Akapulu Labs logo Akapulu Labs Research

ST-DRC

Spatial-Temporal Decoupled Reference Conditioning for Identity-Preserving Text-to-Video Generation

ST-DRC — method overview

ST-DRC is a spatial-temporal decoupled reference conditioning method for identity-preserving text-to-video generation. It encodes the reference as latent memory and separates spatial-temporal cues to balance text adherence with facial identity preservation, avoiding common copy-paste artifacts.

  • talking-head
  • face-animation
  • multimodal

Demos

The demos showcase ST-DRC's ability to generate videos that maintain a reference face's identity while following textual prompts for actions and scenes. Watch for consistent identity preservation across frames and how well the video content reflects the prompt without pixel-level copying. The method overview explains the spatial-temporal decoupled conditioning enabling this quality.

Authors: Yuheng Chen, Teng Hu, Yuji Wang, Qingdong He, Lizhuang Ma, Jiangning Zhang

Categories: cs.CV

Published 2026-06-01 · Updated 2026-06-01

Abstract

Identity-preserving video generation (IPVG) aims to synthesize high-fidelity videos that follow text prompts while faithfully preserving a reference identity. Despite recent progress, existing IPVG methods still struggle to balance high-level semantic control and low-level identity fidelity. To bridge this gap, we propose ST-DRC, an effective Spatial-Temporal Decoupled Reference Conditioning framework for identity-preserving text-to-video generation. At the framework level, ST-DRC performs latent in-context feature injection by encoding the reference image with the video VAE and concatenating it with noisy video latents, enabling rich low-level identity details to be accessed without additional adapters. To separate identity-aware reference retrieval from appearance copying, we introduce TASS-RoPE, a Temporal-Adjacent Spatial-Shifted RoPE scheme that places reference tokens near the video sequence in time but shifts them in space, allowing reference information to flow through spatio-temporal attention while suppressing pixel-level copy-paste shortcuts. To further prevent shortcut learning and strengthen the otherwise diluted identity supervision in the diffusion objective, we combine appearance-invariant reference augmentation with face-guided identity objectives, encouraging the model to preserve identity under variations in color, pose, and layout. At inference time, we introduce a three-stream reference classifier-free guidance strategy that independently controls text adherence and reference fidelity. Experiments demonstrate that ST-DRC achieves strong identity preservation, prompt alignment, temporal consistency, and video quality with a lightweight design built on LTX-2.3. Our method ranks among the top submissions in the facial identity-preserving video generation track, validating the effectiveness of spatial-temporal decoupled reference conditioning.


Introduction

Identity-preserving text-to-video generation (IPVG) asks a generative model to satisfy two requirements at once: the video must follow a text prompt, and it must preserve the identity of a reference subject over time. The paper argues that these goals are still in tension for existing IPVG methods. Methods that compress the reference into a semantic embedding can be robust for global control but may lose fine-grained facial details. Methods that inject the reference in latent space keep richer spatial information, but they often entangle identity with nuisance appearance factors such as pose, illumination, background, and layout, leading to copy-paste artifacts and weaker prompt following.
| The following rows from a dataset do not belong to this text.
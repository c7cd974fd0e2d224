//! Transport-level session state.

use super::{Context, ContextCore, ContextRef};
use serde::{Deserialize, Serialize};
use std::collections::HashMap;

/// State shared by the messages of one client session.
#[derive(Debug)]
pub struct SessionContext {
    core: ContextCore,
    cookie_id: String,
}

/// The persisted form of a [`SessionContext`].
#[derive(Debug, Clone, PartialEq, Serialize, Deserialize)]
pub struct SessionSnapshot {
    /// The session cookie.
    pub cookie_id: String,
    /// Epoch milliseconds of the last touch.
    pub last_touched: i64,
    /// The session's properties.
    #[serde(default)]
    pub properties: HashMap<String, serde_json::Value>,
}

impl SessionContext {
    /// Creates a session with a fresh cookie id.
    #[must_use]
    pub fn new() -> Self {
        Self::with_cookie_id(crate::utils::generate_uuid().to_string())
    }

    /// Creates a session for a known cookie id.
    #[must_use]
    pub fn with_cookie_id(cookie_id: impl Into<String>) -> Self {
        Self {
            core: ContextCore::new(),
            cookie_id: cookie_id.into(),
        }
    }

    /// Returns the session cookie.
    #[must_use]
    pub fn cookie_id(&self) -> &str {
        &self.cookie_id
    }

    /// Captures the session for persistence.
    #[must_use]
    pub fn snapshot(&self) -> SessionSnapshot {
        SessionSnapshot {
            cookie_id: self.cookie_id.clone(),
            last_touched: self.last_touched_time(),
            properties: self.core.properties().to_dict(),
        }
    }

    /// Rebuilds a session from its persisted form.
    #[must_use]
    pub fn from_snapshot(snapshot: SessionSnapshot) -> Self {
        let session = Self::with_cookie_id(snapshot.cookie_id);
        session.core.properties().replace_all(snapshot.properties);
        session.set_last_touched_time(snapshot.last_touched);
        session
    }
}

impl Default for SessionContext {
    fn default() -> Self {
        Self::new()
    }
}

impl Context for SessionContext {
    fn core(&self) -> &ContextCore {
        &self.core
    }

    fn parent(&self) -> Option<ContextRef> {
        None
    }
}

#[cfg(test)]
mod tests {
    use super::*;

    #[test]
    fn test_snapshot_roundtrip_keeps_properties() {
        let session = SessionContext::with_cookie_id("JSESSION-1");
        session.set_property("cart", serde_json::json!(["a", "b"]));

        let restored = SessionContext::from_snapshot(session.snapshot());
        assert_eq!(restored.cookie_id(), "JSESSION-1");
        assert_eq!(restored.get_property("cart"), Some(serde_json::json!(["a", "b"])));
        assert_eq!(restored.last_touched_time(), session.last_touched_time());
    }
}
//! Flow directions, message labels and invocation responses.

use serde::{Deserialize, Serialize};
use std::fmt;

/// The direction a message travels through the engine.
#[derive(Debug, Clone, Copy, PartialEq, Eq, Hash, Serialize, Deserialize, Default)]
#[serde(rename_all = "snake_case")]
pub enum Flow {
    /// Inbound, normal processing.
    #[default]
    In,
    /// Outbound, normal processing.
    Out,
    /// Inbound fault.
    InFault,
    /// Outbound fault.
    OutFault,
}

impl Flow {
    /// Numeric code used in the persisted stream.
    #[must_use]
    pub fn code(self) -> i32 {
        match self {
            Self::In => 1,
            Self::Out => 2,
            Self::InFault => 3,
            Self::OutFault => 4,
        }
    }

    /// Decodes a persisted flow code.
    #[must_use]
    pub fn from_code(code: i32) -> Option<Self> {
        match code {
            1 => Some(Self::In),
            2 => Some(Self::Out),
            3 => Some(Self::InFault),
            4 => Some(Self::OutFault),
            _ => None,
        }
    }

    /// Returns true for the two inbound flows.
    #[must_use]
    pub fn is_inbound(self) -> bool {
        matches!(self, Self::In | Self::InFault)
    }

    /// Returns true for the two fault flows.
    #[must_use]
    pub fn is_fault(self) -> bool {
        matches!(self, Self::InFault | Self::OutFault)
    }
}

impl fmt::Display for Flow {
    fn fmt(&self, f: &mut fmt::Formatter<'_>) -> fmt::Result {
        match self {
            Self::In => write!(f, "in"),
            Self::Out => write!(f, "out"),
            Self::InFault => write!(f, "in_fault"),
            Self::OutFault => write!(f, "out_fault"),
        }
    }
}

/// The slot a message occupies in an operation context.
#[derive(Debug, Clone, Copy, PartialEq, Eq, Hash, PartialOrd, Ord, Serialize, Deserialize)]
pub enum MessageLabel {
    /// The inbound message of the exchange.
    In,
    /// The outbound message of the exchange.
    Out,
    /// The fault message of the exchange.
    Fault,
}

impl MessageLabel {
    /// Returns the WSDL label value.
    #[must_use]
    pub fn as_str(self) -> &'static str {
        match self {
            Self::In => "In",
            Self::Out => "Out",
            Self::Fault => "Fault",
        }
    }

    /// Parses a WSDL label value.
    #[must_use]
    pub fn parse(s: &str) -> Option<Self> {
        match s {
            "In" => Some(Self::In),
            "Out" => Some(Self::Out),
            "Fault" => Some(Self::Fault),
            _ => None,
        }
    }
}

impl fmt::Display for MessageLabel {
    fn fmt(&self, f: &mut fmt::Formatter<'_>) -> fmt::Result {
        f.write_str(self.as_str())
    }
}

/// What a handler tells the engine after it ran.
#[derive(Debug, Clone, Copy, PartialEq, Eq, Hash, Default)]
pub enum InvocationResponse {
    /// Keep walking the execution chain.
    #[default]
    Continue,
    /// Stop here; the message is paused and will be resumed later.
    Suspend,
    /// Stop here and unwind; no further units run.
    Abort,
}

impl fmt::Display for InvocationResponse {
    fn fmt(&self, f: &mut fmt::Formatter<'_>) -> fmt::Result {
        match self {
            Self::Continue => write!(f, "continue"),
            Self::Suspend => write!(f, "suspend"),
            Self::Abort => write!(f, "abort"),
        }
    }
}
To address this, the paper proposes ST-DRC (Spatial-Temporal Decoupled Reference Conditioning), built on the video branch of LTX-2.3. The core idea is to treat the reference image as a non-decoded latent memory inside the video model itself, rather than as an external identity encoder output or a decoded frame. ST-DRC then decouples where reference information is placed in spatio-temporal coordinates from what the model should learn from it, with additional training-time robustness and inference-time guidance to balance identity fidelity against prompt adherence.

Paper figure 'teaser'
Paper figure 'teaser'

At a high level, the method combines four elements:

  • latent in-context reference injection through the same video VAE latent space as the noisy video;
  • a spatial-temporal positional scheme called TASS-RoPE that keeps reference tokens temporally adjacent but spatially shifted;
  • reference-robust training via appearance-invariant augmentation and face-guided identity losses;
  • three-stream decoupled classifier-free guidance at inference for independent control of text adherence and reference fidelity.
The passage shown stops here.